What's the real size of Africa? How Western states used maps to downplay size of continent

Story highlights

  • The Mercator projection has been used as a template for world maps since 1569
  • It shows Africa as being smaller than it is
  • Boston schools are taking a stand against it by introducing another projection

(CNN)On a typical world map, Canada is a vast nation. Home to six time zones, its endless plains spread from ocean to ocean, dominating great swathes of the northern half of the globe. But, in reality, three Canadas would comfortably fit inside Africa.

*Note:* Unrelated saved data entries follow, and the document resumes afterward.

//! Presence State Machine (spec 4.J PRSM).
//!
//! The three `-ING` states are composite; the outer enum carries the
//! active substep so a joining node reconstructs the exact point in
//! the instantiate/terminate/restart sequence from sync state alone.

use serde::{Deserialize, Serialize};

#[derive(Debug, Clone, Copy, PartialEq, Eq, Serialize, Deserialize)]
pub enum InstantiatingStep {
    Instantiate,
    InstantiateDelay,
    Cleanup,
}

#[derive(Debug, Clone, Copy, PartialEq, Eq, Serialize, Deserialize)]
pub enum TerminatingStep {
    Terminate,
    Cleanup,
}

#[derive(Debug, Clone, Copy, PartialEq, Eq, Serialize, Deserialize)]
pub enum RestartingStep {
    Terminate,
    Instantiate,
    InstantiateDelay,
    Cleanup,
}

#[derive(Debug, Clone, Copy, PartialEq, Eq, Serialize, Deserialize)]
pub enum PresenceState {
    Uninstantiated,
    Instantiating(InstantiatingStep),
    Instantiated,
    Terminating(TerminatingStep),
    Restarting(RestartingStep),
    InstantiationFailed,
    TerminationFailed,
}

/// Events that can legally move a component's presence state. Every
/// variant here is carried to every node as a multicast event so all
/// nodes drive the same transition in the same order.
#[derive(Debug, Clone, Copy, PartialEq, Eq)]
pub enum PresenceEvent {
    InstantiateRequested,
    ComponentRegistered,
    InstantiateTimeout,
    RestartRequested,
    CleanupCompleted { exit_code: i32 },
    CleanupTimeout,
    TerminateRequested { error_suspected: bool },
    TerminateCallbackSucceeded,
    TerminateCallbackFailed,
}

/// Side effects the presence machine asks the caller to carry out;
/// distinct from the top-level [`crate::effect::Effect`] enum so this
/// module stays decoupled from the rest of the graph.
#[derive(Debug, Clone, Copy, PartialEq, Eq)]
pub enum PresenceEffect {
    RunInstantiateHook,
    RunCleanupHook,
    RunTerminateHook,
    StartInstantiateTimer,
    CancelInstantiateTimer,
    StartCleanupTimer,
    StopHealthchecks,
    SetOperEnabled,
    SetOperDisabled,
}

impl PresenceState {
    /// Applies `event`, returning the next state and the effects to
    /// run, or `None` if `event` does not apply to the current state
    /// (the event is silently ignored, matching a stale/duplicate
    /// multicast delivery).
    pub fn on_event(self, event: PresenceEvent) -> Option<(PresenceState, Vec<PresenceEffect>)> {
        use PresenceEffect as E;
        use PresenceEvent as Ev;
        use PresenceState as S;

        match (self, event) {
            (S::Uninstantiated, Ev::InstantiateRequested) => Some((
                S::Instantiating(InstantiatingStep::Instantiate),
                vec![E::RunInstantiateHook, E::StartInstantiateTimer],
            )),
            (S::Instantiating(_), Ev::ComponentRegistered) => {
                Some((S::Instantiated, vec![E::CancelInstantiateTimer, E::SetOperEnabled]))
            }
            (S::Instantiating(_), Ev::InstantiateTimeout) => {
                Some((S::InstantiationFailed, vec![E::SetOperDisabled]))
            }
            (S::Instantiated, Ev::RestartRequested) => Some((
                S::Restarting(RestartingStep::Terminate),
                vec![E::StopHealthchecks, E::RunCleanupHook, E::StartCleanupTimer],
            )),
            (S::Restarting(_), Ev::CleanupCompleted { exit_code: 0 }) => {
                Some((S::Instantiating(InstantiatingStep::Instantiate), vec![E::RunInstantiateHook, E::StartInstantiateTimer]))
            }
            (S::Restarting(_), Ev::CleanupCompleted { exit_code: _ }) => Some((S::TerminationFailed, vec![])),
            (S::Restarting(_), Ev::CleanupTimeout) => Some((S::TerminationFailed, vec![])),
            (S::Instantiated, Ev::TerminateRequested { error_suspected: true }) => {
                Some((S::Terminating(TerminatingStep::Cleanup), vec![E::RunCleanupHook, E::StartCleanupTimer]))
            }
            (S::Instantiated, Ev::TerminateRequested { error_suspected: false }) => {
                Some((S::Terminating(TerminatingStep::Terminate), vec![E::RunTerminateHook]))
            }
            (S::Terminating(TerminatingStep::Terminate), Ev::TerminateCallbackSucceeded) => {
                Some((S::Uninstantiated, vec![E::SetOperDisabled]))
            }
            (S::Terminating(TerminatingStep::Terminate), Ev::TerminateCallbackFailed) => {
                Some((S::Terminating(TerminatingStep::Cleanup), vec![E::RunCleanupHook, E::StartCleanupTimer]))
            }
            (S::Terminating(_), Ev::CleanupCompleted { exit_code: 0 }) => Some((S::Uninstantiated, vec![E::SetOperDisabled])),
            (S::Terminating(_), Ev::CleanupCompleted { exit_code: _ }) => Some((S::TerminationFailed, vec![])),
            _ => None,
        }
    }
}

Our world map is wildly misleading. It's all down to the European cartographer Geert de Kremer, better known as Mercator, and his 16th century map projection -- a common template for world maps today -- which distorts the size of countries.
    Now, schools in Boston are taking a stand against the tradition by introducing the lesser-known Peters projection from the 1970s (also called Gall-Peters projection) in classrooms, to teach children the real size of the continents.
    The move is part of a wider initiative to remove bias within education.
    "By incorporating the Peters projection maps -- an equal area representation -- into classrooms, we are opening the door for students to view the world in a different light," says Natacha Scott, social studies director at Boston Public Schools.
    The initiative will see students comparing different maps.
    "By exploring geography, we also hope to increase an awareness of the relationship between themselves to other countries, communities, cultures and individuals around the world," Scott adds.
    The Peters projection maps areas in their actual sizes relative to each other, but in doing so distorts their shapes.
    Though a convenient way to chart the world, Mercator's map distorts proportions, making some landmasses larger that they are in reality.
    "Somehow this map projection came to be used on most world maps, especially those produced for classrooms since the beginning of the 1900s," says Menno-Jan Kraak, president of the International Cartographic Association and professor of cartography at the University of Twente, Netherlands.
    "Most of us have grown up with this world image."